U.S. and Somali officials did not disclose how Eidleh was found. However, the Justice Department said the arrest resulted from cooperation between the FBI and Somalia’s National Intelligence and Security Agency.
Prosecutors described Eidleh as the second-in-command, under convicted mastermind Aimee Bock, of the scheme centered on Feeding Our Future, a Minnesota nonprofit that distributed federal money for poor children during the COVID-19 pandemic.
In 2022, the U.S. indicted 47 people in a roughly $250 million fraud that exploited a federal child nutrition program. It was the largest pandemic-relief fraud prosecuted in the country at that time. Eidleh fled to Somalia when the plan collapsed. Bock was recently sentenced to more than 40 years in prison.
According to prosecutors, Eidleh recruited operators into the scheme and took kickbacks, often disguised as consulting fees and funneled through shell companies. He is accused of setting up his own feeding sites under straw owners, falsely claiming to serve thousands of children daily, while creating fake supply companies to bill the government for food that was never delivered.
“This is a big fish,” U.S. Attorney for Minnesota Daniel Rosen told CBS News, calling Eidleh a key figure who recruited businesses and paid bribes to steal public money.
The Trump administration has used the Feeding Our Future case to target Minnesota’s Somali community, the largest in the U.S., with about 84,000 people of Somali origin in the Minneapolis-St.

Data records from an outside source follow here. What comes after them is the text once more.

use std::iter::FusedIterator;

use rand::Rng;

use crate::error::ModelError;
use super::context_window::ContextWindow;
use super::markov_model::MarkovModel;
use super::sampling::SamplingStrategy;
use super::Token;

/// Lazy, infinite stream of words sampled from a trained `MarkovModel`.
///
/// # Behavior
/// - Yields every prehistory word, in order.
/// - Then, on each call, samples the next word from the rolling context,
///   appends it to the context and yields it. The context starts as the
///   whole prehistory and drops its oldest word after each append once it
///   holds more than `model.context_len()` words.
/// - Yields `Err(ModelError::MissingContext)` once if the rolling context
///   was never witnessed, and `None` forever after.
///
/// The stream never ends on its own; bound it with `take`.
pub struct Gibberish<'m, R> {
	model: &'m MarkovModel,
	rng: R,
	strategy: SamplingStrategy,
	prehistory: std::vec::IntoIter<Token>,
	context: ContextWindow,
	failed: bool,
}

impl<'m, R: Rng> Gibberish<'m, R> {
	pub fn new<I, T>(model: &'m MarkovModel, prehistory: I, rng: R) -> Self
	where
		I: IntoIterator<Item = T>,
		T: Into<Token>,
	{
		let prehistory: Vec<Token> = prehistory.into_iter().map(Into::into).collect();
		let context = ContextWindow::seeded(model.context_len(), prehistory.iter().cloned());

		Self {
			model,
			rng,
			strategy: model.strategy(),
			prehistory: prehistory.into_iter(),
			context,
			failed: false,
		}
	}

	/// Overrides the model's default sampling strategy for this stream.
	pub fn with_strategy(mut self, strategy: SamplingStrategy) -> Self {
		self.strategy = strategy;
		self
	}
}

impl<R: Rng> Iterator for Gibberish<'_, R> {
	type Item = Result<Token, ModelError>;

	fn next(&mut self) -> Option<Self::Item> {
		if self.failed {
			return None;
		}
		if let Some(token) = self.prehistory.next() {
			return Some(Ok(token));
		}

		let context = self.context.contents();
		match self.model.sample_with(context, self.strategy, &mut self.rng) {
			Ok(token) => {
				let token = token.clone();
				self.context.push(token.clone());
				Some(Ok(token))
			}
			Err(e) => {
				self.failed = true;
				Some(Err(e))
			}
		}
	}
}

impl<R: Rng> FusedIterator for Gibberish<'_, R> {}

#[cfg(test)]
mod tests {
	use super::*;
	use pretty_assertions::assert_eq;
	use rand::SeedableRng;
	use rand::rngs::StdRng;

	fn trained(order: usize, text: &str) -> MarkovModel {
		let mut model = MarkovModel::new(order).unwrap();
		model.witness_all(text.split(' '));
		model
	}

	#[test]
	fn emits_prehistory_first() {
		let model = trained(3, "a b c a b c a b c");
		let rng = StdRng::seed_from_u64(5);
		let head: Vec<Token> =
			model.gibberish(["a", "b"], rng).take(5).collect::<Result<_, _>>().unwrap();
		assert_eq!(head, vec!["a", "b", "c", "a", "b"]);
	}

	#[test]
	fn first_sample_comes_from_prehistory_context() {
		let model = trained(2, "the cat sat on the mat the cat ran");
		for seed in 0..100 {
			let mut stream = model.gibberish(["the"], StdRng::seed_from_u64(seed));
			assert_eq!(stream.next(), Some(Ok("the".to_owned())));
			let word = stream.next().unwrap().unwrap();
			assert!(word == "cat" || word == "mat", "{word}");
		}
	}

	#[test]
	fn same_seed_reproduces_stream() {
		let model = trained(2, "a b a c a b b a c c a b a");
		let run = |seed| -> Vec<Token> {
			model
				.gibberish(["a"], StdRng::seed_from_u64(seed))
				.take(50)
				.collect::<Result<_, _>>()
				.unwrap()
		};
		assert_eq!(run(9), run(9));
	}

	#[test]
	fn unknown_context_fails_then_stops() {
		let model = trained(2, "x y z");
		let mut stream = model.gibberish(["y"], StdRng::seed_from_u64(0));
		assert_eq!(stream.next(), Some(Ok("y".to_owned())));
		assert_eq!(stream.next(), Some(Ok("z".to_owned())));
		assert_eq!(stream.next(), Some(Err(ModelError::MissingContext(vec!["z".to_owned()]))));
		assert_eq!(stream.next(), None);
	}

	#[test]
	fn prehistory_not_in_corpus_fails() {
		let model = trained(2, "x y z");
		let mut stream = model.gibberish(["w"], StdRng::seed_from_u64(0)).skip(1);
		assert!(matches!(stream.next(), Some(Err(ModelError::MissingContext(_)))));
	}

	#[test]
	fn long_prehistory_is_a_missing_context() {
		let model = trained(2, "a b a b a b");
		let mut stream = model.gibberish(["q", "r", "a"], StdRng::seed_from_u64(1));
		for word in ["q", "r", "a"] {
			assert_eq!(stream.next(), Some(Ok(word.to_owned())));
		}
		let context = vec!["q".to_owned(), "r".to_owned(), "a".to_owned()];
		assert_eq!(stream.next(), Some(Err(ModelError::MissingContext(context))));
		assert_eq!(stream.next(), None);
	}

	#[test]
	fn order_one_rejects_non_empty_prehistory() {
		let model = trained(1, "a b a");
		let mut stream = model.gibberish(["a"], StdRng::seed_from_u64(1));
		assert_eq!(stream.next(), Some(Ok("a".to_owned())));
		assert_eq!(stream.next(), Some(Err(ModelError::MissingContext(vec!["a".to_owned()]))));

		let words: Vec<Token> = model
			.gibberish(Vec::<Token>::new(), StdRng::seed_from_u64(1))
			.take(4)
			.collect::<Result<_, _>>()
			.unwrap();
		assert!(words.iter().all(|word| word == "a" || word == "b"), "{words:?}");
	}

	#[test]
	fn empty_model_fails_immediately() {
		let model = MarkovModel::new(2).unwrap();
		let mut stream = model.gibberish(Vec::<Token>::new(), StdRng::seed_from_u64(0));
		assert!(matches!(stream.next(), Some(Err(ModelError::MissingContext(_)))));
	}
}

Paul area. Most are U.S.-born or naturalized citizens.
Somalia is on Trump’s travel-ban list upon his return to power in 2025, and he has threatened to strip citizenship of naturalized Americans convicted of fraud. Late last year, he called Somalis “trash” in verbal attacks aimed at both Somalia and the Somali-American community.
Federal immigration enforcement agents have flooded the Minneapolis area, and two people have been killed by ICE agents—Renee Good earlier this January and nurse Alex Pretti weeks later—sparking weekslong protests. In January, Homeland Security Secretary Kristi Noem ended Temporary Protected Status for about 1,100 Somalis, ending protections that had been in place since 1991. A federal judge blocked that termination in March, and the legal fight continues.